Friday, August 05, 2016

Optimizing AS3 Memory Allocation

1. The Problem

The flash client of our game encountered some problem similiar to what’s been described in Memory Fragmentation.
In summary:
  • Our client is multithreaded ( using Workers in actionscript)
  • One of the thread (Logic) depends of several modules written in c/c++ which are compiled by crossbridge.
  • These c/c++ modules need to allocate a lot of memory.
  • The Logic thread needs to be restarted from time to time, so these memory will be freed and allocated from time to time.
The problem is that on a Win 32 platform, at some point, these c/c++ module will fail to allocate memory.
The reason is that, according to the article, c/c++ modules need consecutive memory for all of it’s heap and stack, but due to fragmention and limited virtual memory space on win32, flash failed to allocate them.

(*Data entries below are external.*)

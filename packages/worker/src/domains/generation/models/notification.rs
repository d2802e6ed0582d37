use anyhow::Result;
use chrono::{DateTime, Utc};
use serde::Serialize;
use sqlx::{FromRow, PgPool};
use uuid::Uuid;

pub const GENERATION_CATEGORY: &str = "question_generation";

/// A user-facing notice about a finished job.
#[derive(Debug, Clone, PartialEq, Serialize)]
pub struct NewNotification {
    pub user_email: String,
    pub category: String,
    pub title: String,
    pub message: String,
    pub link: Option<String>,
    pub icon: Option<String>,
    pub metadata: serde_json::Value,
}

impl NewNotification {
    pub async fn insert(&self, pool: &PgPool) -> Result<Uuid> {
        let id: Uuid = sqlx::query_scalar(
            r#"
            INSERT INTO user_notifications
                (user_email, category, title, message, link, icon, metadata)
            VALUES ($1, $2, $3, $4, $5, $6, $7)
            RETURNING id
            "#,
        )
        .bind(&self.user_email)
        .bind(&self.category)
        .bind(&self.title)
        .bind(&self.message)
        .bind(&self.link)
        .bind(&self.icon)
        .bind(&self.metadata)
        .fetch_one(pool)
        .await?;

        Ok(id)
    }
}

#[derive(FromRow, Debug, Clone)]
pub struct Notification {
    pub id: Uuid,
    pub user_email: String,
    pub category: String,
    pub title: String,
    pub message: String,
    pub link: Option<String>,
    pub icon: Option<String>,
    pub metadata: serde_json::Value,
    pub is_read: bool,
    pub created_at: DateTime<Utc>,
}

impl Notification {
    pub async fn find_for_user(user_email: &str, pool: &PgPool) -> Result<Vec<Self>> {
        sqlx::query_as::<_, Self>(
            r#"
            SELECT id, user_email, category, title, message, link, icon, metadata, is_read, created_at
            FROM user_notifications
            WHERE user_email = $1
            ORDER BY created_at DESC
            "#,
        )
        .bind(user_email)
        .fetch_all(pool)
        .await
        .map_err(Into::into)
    }
}
//! Scheduled generation passes using tokio-cron-scheduler.
//!
//! ```text
//! Scheduler (SCHEDULE_CRON, every minute by default)
//!     │
//!     └─► GenerationPass::run()
//!             └─► plain partition → document partition
//! ```
//!
//! Ticks may overlap a manual `/run` trigger; claiming keeps that safe.

use std::sync::Arc;

use anyhow::Result;
use tokio_cron_scheduler::{Job, JobScheduler};

use crate::domains::generation::GenerationPass;

/// Start the generation schedule
pub async fn start_scheduler(pass: Arc<GenerationPass>, schedule: &str) -> Result<JobScheduler> {
    let scheduler = JobScheduler::new().await?;

    let generation_job = Job::new_async(schedule, move |_uuid, _lock| {
        let pass = pass.clone();
        Box::pin(async move {
            let summary = pass.run().await;
            if !summary.success {
                tracing::error!(
                    error = summary.error.as_deref().unwrap_or("unknown"),
                    "Scheduled generation pass failed"
                );
            }
        })
    })?;

    scheduler.add(generation_job).await?;
    scheduler.start().await?;

    tracing::info!(schedule, "Generation scheduler started");
    Ok(scheduler)
}
//! Business error classification
//!
//! Low-level failures are wrapped into [`ResponseError`] values that carry a
//! [`BusinessError`] descriptor (HTTP status, stable code, message). At the
//! outer boundary, [`resolve`] walks the cause chain and surfaces the
//! innermost classification, which is the most specific one.

#![allow(clippy::must_use_candidate)]

mod boundary;
mod business;
mod catalog;
mod error;
mod resolve;
mod response;

pub use boundary::ErrorResponse;
pub use business::BusinessError;
pub use catalog::{Catalog, CatalogBuilder};
pub use error::{CatalogError, HttpError};
pub use resolve::resolve;
pub use response::{Cause, Chain, ResponseError, render, wrap};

2. Memory Model of AVM and Crossbridge

By seaching through the Internet and reading source code of AVM and Crossbridge, I found that:
  • Each Flash Application contains multiple Worker Threads, the worker associated with the main SWF is called the primordial worker.
  • Memory (heap, stack, global variables) between workers are seperated as if they were different processes.
  • Howerver Workers can share the same blocks of memory via sharing shareable ByteArray (see Worker.setSharedProperty )
  • Each Worker can have several domain, and each domain can have one domainMemory at any time.
  • Modules of the same domain share the same ByteArray.
  • Modules of different domains of different Workers can share the same ByteArray if needed.
Here is a diagram showing part of the above declaration:

3. Crossbridge & Domain Memory

3.1. Requirement from Crossbridge

To my understanding, domain memory is something created in flash player that make building crossbridge possible.
To translate C/C++ code into avm code. Crossbridge has to deal with these issues:
  • translate C/C++ into avm code
  • provide system api so that most linux/unix program can be compiled.
  • simulate RAM access

3.2. simulate RAM access

The article Faster byte array operations with ASC2 might give us some hint on how the third issue can be resolved:
  • first we have to allocate a ByteArray and assign it to ApplicationDomain.currentDomain.domainMemory
ApplicationDomain.currentDomain.domainMemory = myByteArray;
  • then we can call function in package avm2.intrinsics.memory to access any offset of the ByteArrray object
Package avm2.intrinsics.memory {
     public function li8(addr:int):int; // load 8 bit int
     public function li16(addr:int):int; // load 16 bit int
     public function li32(addr:int):int; // load 32 bit int
     public function lf32(addr:int):Number; // load 32 bit float
     public function lf64(addr:int):Number; // load 64 bit float
     public function si8(value:int, addr:int):void; // store 8 bit integer
     public function si16(value:int, addr:int):void; // store 16 bit integer
     public function si32(value:int, addr:int):void; // store 32 bit integer
     public function sf32(value:Number, addr:int):void; // store 32 bit float
     public function sf64(value:Number, addr:int):void; // store 64 bit float
     public function sxi1(value:int):int; // sign extend a 1 bit value to 32 bits
     public function sxi8(value:int):int; // sign extend an 8 bit value to 32 bits
     public function sxi16(value:int):int; // sign extend a 16 bit value to 32 bits

3.3. realizing malloc

So how can Crossbridge allocate the memory in the first place?
To implement malloc, crossbridge just bollowed some open source implementation. But besides that, it has to implement functions like sbrk and mmap.
The interface of sbrk is:
sbrk() adds 'incr' bytes to the break value of the calling process.
   The break value is the address of the first byte of unallocated
   memory.  Changing the break value adjusts the size of the program's
   allocated memory.  If 'incr' is negative, the amount of allocated
   space is reduced.
Returns: The old break value, or -1 if an error occurred.
The source code of sbrk in Crossbridge is something like this:
  public const ram_init:ByteArray =
    (workerClass ? workerClass.current.getSharedProperty("flascc.ram") : null) ||
    (domainClass.currentDomain.domainMemory ? domainClass.currentDomain.domainMemory : new ByteArray); // (1)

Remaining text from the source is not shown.